If the answer is yes, yes, yes, don't despair. You're not alone. Green, it seems, is no longer the new black. In fact, it's falling distinctly out of fashion.

The first sign that the non-sandal wearing section of the planet had grown tired of all things eco being rammed down their throats 24 hours a day was the bombing of the Live Earth concert this summer -- a green-fest that gave a new meaning to the word hypocrisy.

So vast was the volume of private jet fuel and hot air emitted on the day, there are rumours it created a new hole in the ozone layer.

Fuming that the show was taking up one of their 867 domestic channels on a Saturday night, Americans did their bit for the planet and switched off en masse. Thankfully, Live Earth will go down in TV history as a dismal ratings flop.

This, of course, has a lot to do with the man behind the event, Al Gore, whose pledge to save humanity was somewhat undermined when an inconvenient truth was revealed about his own carbon-devouring lifestyle. Do you really need eight bathrooms, Al?

In the end, it took a British lorry driver to stand up to the former US vice-president and demand that his wishy-washy claims about cataclysmic catastrophes and ticking time bombs be dampened down once and for all, at least in front of the children.
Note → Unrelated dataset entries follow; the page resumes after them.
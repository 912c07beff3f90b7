//! Shared helpers: logging setup and boundary validation

pub mod logger;
pub mod validation;

pub use shared::error::{ApiResponse, AppError, AppResult, ErrorCode};
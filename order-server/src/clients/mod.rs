//! External collaborator clients
//!
//! - **identity**: resolves an opaque user token to a [`UserIdentity`]
//! - **payment**: starts payment for an order, either request/response
//!   ([`HttpPaymentClient`]) or fire-and-forget ([`QueuedPaymentPublisher`]
//!   drained by [`PaymentDispatcher`])
//!
//! Both are consumed through traits so the orchestrator never depends on the
//! transport.

mod error;
pub mod identity;
pub mod payment;

pub use error::{ClientError, ClientResult};
pub use identity::{HttpIdentityVerifier, IdentityVerifier, UserIdentity};
pub use payment::{
    HttpPaymentClient, PaymentDispatcher, PaymentInitiator, PaymentOutcome, PaymentRequest,
    QueuedPaymentPublisher,
};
Stewart Dimmock, from Kent, is taking the British Government to court on the grounds that its policy to show schoolchildren Gore's movie, An Inconvenient Truth -- whose central thesis is that man-made carbon emissions are responsible for climate change -- is nothing more the propagation of a political view. Spin-doctoring, in other words.

And in yet another act of defiance against the over-bearing green movement, the BBC has cancelled its Comic Relief-style day of programmes about the environment after it was attacked by senior news executives for being blatantly impartial.

Planet Relief, which was to be fronted by over-exposed comics Ricky Gervais and Graham Norton, was yet another nag-athon tormenting viewers to take part in a mass "switch off" in their homes -- bar their telly, mind.

But the Head of News put a stop to it all, saying it was "not the BBC's job to save the planet nor should they proselytise about it."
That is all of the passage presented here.